Début 1993, des pourparlers de paix à Genève ne débouchent pas. Au printemps 1993, les combats entre Croates et Bosniaques sont violents en Bosnie centrale (peuplement mixte) et pour le contrôle de Mostar (en novembre, les Croates détruiront le vieux pont). L’armée croate de Croatie intervient de façon à peine déguisée. Un accord implicite pour le partage de la Bosnie entre Serbie et Croatie paraît un moment se dessiner, mais sans frontière très nette. Il y a plusieurs enclaves encerclées par les uns ou par les autres. Dans celle de Bihać, de peuplement bosniaque, à l’extrémité occidentale de la Bosnie, une dissidence bosniaque se bat aussi contre les Bosniaques loyalistes.

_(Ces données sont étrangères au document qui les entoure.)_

use std::sync::Arc;
use std::time::Duration;

use chrono::Utc;
use iglu_scheduler::broker::{MemoryBroker, QueueStore};
use iglu_scheduler::config::ExpirePolicy;
use iglu_scheduler::registry::NodeRegistry;
use iglu_scheduler::scheduler::job::{ClaimRequest, Job, JobStatus, QueueEntry};
use iglu_scheduler::scheduler::{ClaimCoordinator, Janitor};

const WINDOW: Duration = Duration::from_secs(15 * 60);

fn setup(policy: ExpirePolicy) -> (Arc<MemoryBroker>, Janitor) {
    let broker = Arc::new(MemoryBroker::new());
    let janitor = Janitor::new(broker.clone(), WINDOW, policy);
    (broker, janitor)
}

/// Seed a job whose queue entry was published `age` ago.
async fn seed_entry(broker: &Arc<MemoryBroker>, age: Duration) -> Job {
    let job = Job::new("b1");
    broker.put_job(&job).await.unwrap();
    broker
        .push_entry(&QueueEntry {
            job_id: job.id,
            builder_id: job.builder_id.clone(),
            published_at: Utc::now() - chrono::Duration::from_std(age).unwrap(),
        })
        .await
        .unwrap();
    job
}

#[tokio::test]
async fn sweep_removes_only_entries_past_the_window() {
    let (broker, janitor) = setup(ExpirePolicy::LeaveCreated);

    seed_entry(&broker, Duration::from_secs(16 * 60)).await;
    seed_entry(&broker, Duration::from_secs(20 * 60)).await;
    let fresh = seed_entry(&broker, Duration::from_secs(60)).await;

    let removed = janitor.sweep().await.unwrap();
    assert_eq!(removed, 2);

    let snapshot = broker.queue_snapshot().await.unwrap();
    assert_eq!(snapshot.len(), 1);
    assert_eq!(snapshot[0].job_id, fresh.id);
}

#[tokio::test]
async fn sweep_on_empty_queue_is_a_no_op() {
    let (_, janitor) = setup(ExpirePolicy::LeaveCreated);
    assert_eq!(janitor.sweep().await.unwrap(), 0);
}

#[tokio::test]
async fn entry_just_inside_the_window_survives_and_stays_claimable() {
    let (broker, janitor) = setup(ExpirePolicy::LeaveCreated);
    let job = seed_entry(&broker, Duration::from_secs(14 * 60)).await;

    assert_eq!(janitor.sweep().await.unwrap(), 0);
    assert_eq!(broker.queue_len().await.unwrap(), 1);

    // Still claimable after the sweep.
    let registry = Arc::new(NodeRegistry::new(
        broker.clone() as Arc<dyn QueueStore>
    ));
    registry.register("n1", "psk1", vec![]).await.unwrap();
    let coordinator = ClaimCoordinator::new(registry, broker.clone(), 0);
    let body = serde_json::to_vec(&ClaimRequest { job_id: job.id }).unwrap();
    let entry = coordinator
        .claim(Some("n1"), Some("psk1"), &body)
        .await
        .unwrap();
    assert_eq!(entry.job_id, job.id);
}

#[tokio::test]
async fn default_policy_leaves_the_job_row_created() {
    let (broker, janitor) = setup(ExpirePolicy::LeaveCreated);
    let job = seed_entry(&broker, Duration::from_secs(16 * 60)).await;

    assert_eq!(janitor.sweep().await.unwrap(), 1);
    let row = broker.get_job(job.id).await.unwrap().unwrap();
    assert_eq!(row.status, JobStatus::Created);
}

#[tokio::test]
async fn mark_failed_policy_fails_the_job_row() {
    let (broker, janitor) = setup(ExpirePolicy::MarkFailed);
    let job = seed_entry(&broker, Duration::from_secs(16 * 60)).await;

    assert_eq!(janitor.sweep().await.unwrap(), 1);
    let row = broker.get_job(job.id).await.unwrap().unwrap();
    assert_eq!(row.status, JobStatus::Failed);
}

#[tokio::test]
async fn repeated_sweeps_are_idempotent() {
    let (broker, janitor) = setup(ExpirePolicy::LeaveCreated);
    seed_entry(&broker, Duration::from_secs(16 * 60)).await;

    assert_eq!(janitor.sweep().await.unwrap(), 1);
    assert_eq!(janitor.sweep().await.unwrap(), 0);
    assert_eq!(broker.queue_len().await.unwrap(), 0);
}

En 1994, la situation va évoluer dans un sens défavorable aux Serbes. Les Américains obtiennent en mars non seulement un cessez-le-feu entre Croates et Bosniaques, mais aussi la mise sur pied d’une Fédération croato-bosniaque. On peut penser que cela a été obtenu en échange d’un feu vert donné aux Croates pour qu’ils récupèrent la Krajina. L’armée bosniaque reprend le contrôle de Bihač tandis qu’une offensive serbe sur Tuzla échoue en mai.

Débarrassés du front Sud, mieux armés, mieux organisés et, désormais, disposant d’un appui direct (milices islamiques) ou indirect de l’étranger, les Bosniaques non seulement tiennent bon à Sarajevo, mais progressent significativement en avril 1995 en Bosnie centrale (région de Zenica-Travnik-Jajce). Dans le même temps, l’armée croate progresse en Slavonie occidentale et pénètre en Bosnie, en cherchant à encercler la Krajina. En mai, les milices serbes prennent en otage à Sarajevo plusieurs centaines de casques bleus, ce qui contribue à l’évolution de l’attitude internationale vers moins de passivité.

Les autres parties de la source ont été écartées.